それゆえ、この象徴的行為はさらに効果的なものになりました。
砕かれた陶器の壺は、何の役に立つでしょうか。壺にひびが入っただけなら、当初の目的では
ないにしても、何かの役に立つかもしれません。しかし、エレミヤは単に壺にひびを入れようと
していたのではありません。そうではなく、壺を砕いて、基本的に役に立たなくしようとしてい
ました。その行為を見、あとに続いた言葉を聞くまでの間に、人々がその警告を理解できなかっ
たとは思えません。もちろん、警告を理解することとそれに基づいて行動することとは、まった
く別の話です。
さらに恐ろしいのは、その行為の明らかな最終的結果です。だれが砕かれた壺を修復できるで
しょうか。主はこの民に未来への希望をお与えになりましたが、差し当たって彼らが方向転換を
しなければ、ユダの国民は、彼らも子孫も破滅します。彼らが嫌悪すべきことや罪深い行為によ
って汚してきたすべての場所は、じきに彼らの死体によって汚れるでしょう。彼らの堕落の深さ
は、その堕落が自らの頭上に招いた罰の厳しさによって、最もよく理解されうるのかもしれませ
ん。
聖書では神さまのことを「主」と呼んでいることがあります。わたしもそれをあたりまえのよう
に、聖書で読んでいましたが、ふと立ち止まってその意味を考えたことがありました。なぜ「主」
と神さまのことを呼ぶのでしょうか。

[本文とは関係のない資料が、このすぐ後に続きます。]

use std::io::{self, Write};

use anyhow::Result;
use log::info;

mod blockchain;

use blockchain::{Address, Blockchain, ChainConfig, LedgerService, Transaction, Wallet};

/// Interactive console front end for the ledger: wallet management, sending
/// transactions, balance queries and chain inspection. Thin I/O only; all
/// rules live in the blockchain module.
struct Console {
    mainnet: LedgerService,
    testnet: LedgerService,
    on_mainnet: bool,
    wallet: Option<Wallet>,
    mainnet_initialized: bool,
    testnet_initialized: bool,
}

impl Console {
    fn new() -> Self {
        Console {
            mainnet: LedgerService::new(Blockchain::new(ChainConfig::mainnet())),
            testnet: LedgerService::new(Blockchain::new(ChainConfig::testnet())),
            on_mainnet: true,
            wallet: None,
            mainnet_initialized: false,
            testnet_initialized: false,
        }
    }

    fn service(&self) -> &LedgerService {
        if self.on_mainnet {
            &self.mainnet
        } else {
            &self.testnet
        }
    }

    /// Mines a bootstrap reward block for the active wallet the first time
    /// it touches a chain, so it has funds to send
    fn initialize_chain(&mut self) -> Result<()> {
        let wallet = match &self.wallet {
            Some(wallet) => wallet.clone(),
            None => return Ok(()),
        };

        let initialized = if self.on_mainnet {
            self.mainnet_initialized
        } else {
            self.testnet_initialized
        };

        if initialized {
            return Ok(());
        }

        info!("Initializing {} for {}", self.service().chain_name(), wallet.address());
        self.service().initialize_for(wallet.address())?;

        if self.on_mainnet {
            self.mainnet_initialized = true;
        } else {
            self.testnet_initialized = true;
        }

        Ok(())
    }

    fn create_wallet(&mut self) -> Result<()> {
        if self.wallet.is_some() {
            println!("You are already logged in with a wallet. Please log out first.");
            return Ok(());
        }

        let wallet = Wallet::new()?;
        println!("New wallet created with address: {}", wallet.address());
        println!("Private key: {}", wallet.export_secret_hex());
        self.wallet = Some(wallet);

        Ok(())
    }

    fn restore_wallet(&mut self) -> Result<()> {
        if self.wallet.is_some() {
            println!("Current wallet is still active. Please log out first.");
            return Ok(());
        }

        let private_key = prompt("Enter the private key to restore the wallet: ")?;
        if private_key.is_empty() {
            println!("Private key cannot be empty.");
            return Ok(());
        }

        match Wallet::from_secret_hex(&private_key) {
            Ok(wallet) => {
                println!("Wallet restored with address: {}", wallet.address());
                self.wallet = Some(wallet);
            }
            Err(err) => println!("Error restoring wallet: {}", err),
        }

        Ok(())
    }

    fn log_out(&mut self) -> Result<()> {
        if self.wallet.is_none() {
            println!("No wallet created. Please create a wallet first.");
            return Ok(());
        }

        let confirmation = prompt("Are you sure you want to log out from the current wallet? (y/n) ")?;
        if confirmation.eq_ignore_ascii_case("y") {
            self.wallet = None;
            println!("Logged out from the current wallet.");
        } else {
            println!("Log out cancelled.");
        }

        Ok(())
    }

    fn send_transaction(&mut self) -> Result<()> {
        let wallet = match &self.wallet {
            Some(wallet) => wallet.clone(),
            None => {
                println!("No wallet created. Please create a wallet first.");
                return Ok(());
            }
        };

        let recipient = prompt("Enter the recipient's address: ")?;
        if recipient.is_empty() {
            println!("Recipient address cannot be empty.");
            return Ok(());
        }

        let amount: f64 = match prompt("Enter the amount to send: ")?.parse() {
            Ok(amount) if amount > 0.0 => amount,
            _ => {
                println!("Invalid amount. Please enter a number greater than zero.");
                return Ok(());
            }
        };

        let transaction =
            Transaction::new(wallet.address().clone(), Address::new(recipient), amount);

        match self
            .service()
            .submit_transaction(transaction, &wallet.export_secret_hex())
        {
            // Dropping the handle leaves the mining run detached
            Ok(_handle) => println!("Transaction added; mining started in the background."),
            Err(err) => println!("Error adding transaction: {}", err),
        }

        Ok(())
    }

    fn check_balance(&self) -> Result<()> {
        match &self.wallet {
            Some(wallet) => {
                let balance = self.service().balance_of(&wallet.address().0)?;
                println!("Balance for wallet: {}", balance);
            }
            None => println!("No wallet created. Please create a wallet first."),
        }

        Ok(())
    }

    fn view_chain(&self) -> Result<()> {
        let chain = self.service().get_chain();
        println!("{}", serde_json::to_string_pretty(&chain)?);

        Ok(())
    }

    fn select_chain(&mut self) -> Result<()> {
        println!("Select a blockchain to work with:");
        println!("1. {}", self.mainnet.chain_name());
        println!("2. {}", self.testnet.chain_name());

        match prompt("> ")?.as_str() {
            "1" => {
                self.on_mainnet = true;
                println!("Switched to {}.", self.mainnet.chain_name());
            }
            "2" => {
                self.on_mainnet = false;
                println!("Switched to {}.", self.testnet.chain_name());
            }
            _ => println!("Invalid selection. Please try again."),
        }

        Ok(())
    }

    fn validate_chain(&self) {
        match self.service().validate_chain() {
            Ok(()) => println!("Blockchain is valid."),
            Err(err) => println!("Blockchain is invalid: {}", err),
        }
    }
}

fn prompt(label: &str) -> Result<String> {
    print!("{}", label);
    io::stdout().flush()?;

    let mut input = String::new();
    io::stdin().read_line(&mut input)?;

    Ok(input.trim().to_string())
}

fn main() -> Result<()> {
    // Initialize logger
    env_logger::init_from_env(env_logger::Env::new().default_filter_or("info"));

    println!("Creating chains (mining genesis blocks)...");
    let mut console = Console::new();

    loop {
        console.initialize_chain()?;

        println!();
        println!("Blockchain Demo");
        println!("Current blockchain: {}", console.service().chain_name());
        println!(
            "Current wallet: {}",
            console
                .wallet
                .as_ref()
                .map(|w| w.address().to_string())
                .unwrap_or_else(|| "No wallet created".to_string())
        );
        println!("1. Create a new wallet");
        println!("2. Restore a wallet from a private key");
        println!("3. Log out from the current wallet");
        println!("4. Send a transaction");
        println!("5. See balance");
        println!("6. View blockchain");
        println!("7. Select a different blockchain");
        println!("8. Validate the current blockchain");
        println!("q. Quit");

        match prompt("> ")?.as_str() {
            "1" => console.create_wallet()?,
            "2" => console.restore_wallet()?,
            "3" => console.log_out()?,
            "4" => console.send_transaction()?,
            "5" => console.check_balance()?,
            "6" => console.view_chain()?,
            "7" => console.select_chain()?,
            "8" => console.validate_chain(),
            "q" | "Q" => {
                println!("Exiting.");
                break;
            }
            _ => println!("Invalid option. Please try again."),
        }
    }

    Ok(())
}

それは人間が考えている「ご主人さま」などというレベル
ではなく、いのちなどのすべてを与えてくださった方という思いをこめて、聖書では神さまを主
という言葉を用いて表しています。
今週の学びでは、神さまがエレミヤに陶工たちの働きをたとえにして、神さまがすべてを支配
されていることを教えようとしています。このたとえもエレミヤ記の中では有名な言葉です。わ
たしたちのいのちは、生まれてくること、性別や特徴など選ぶことができません。気づいたら、
この場所に置かれていたのです。それをたまたま偶然と考えるか、神さまがわたしたちにいのち
を与えてくださったと考えるかでは生き方が変わってきます。
テモテ第二 2:20,21 でパウロは、わたしたちを食器に例えて、大切なのは器ではなく中身に何
を入れるかだと教えています。わたしたちのいのちは自分で選べなかったことは多々ありますが、
神さまがそこにわたしをこのように創造してくださったのは、神さまがわたしにやってほしいと
願っていることがあると信じると、あなたのいのちの意義がはっきりします。それは目立たない、
何かを支えるような働きかもしれません。けれども無くてはならないものです。そしてそのみこ
ころを受け入れることは、あなたが決めねばならないことなのです。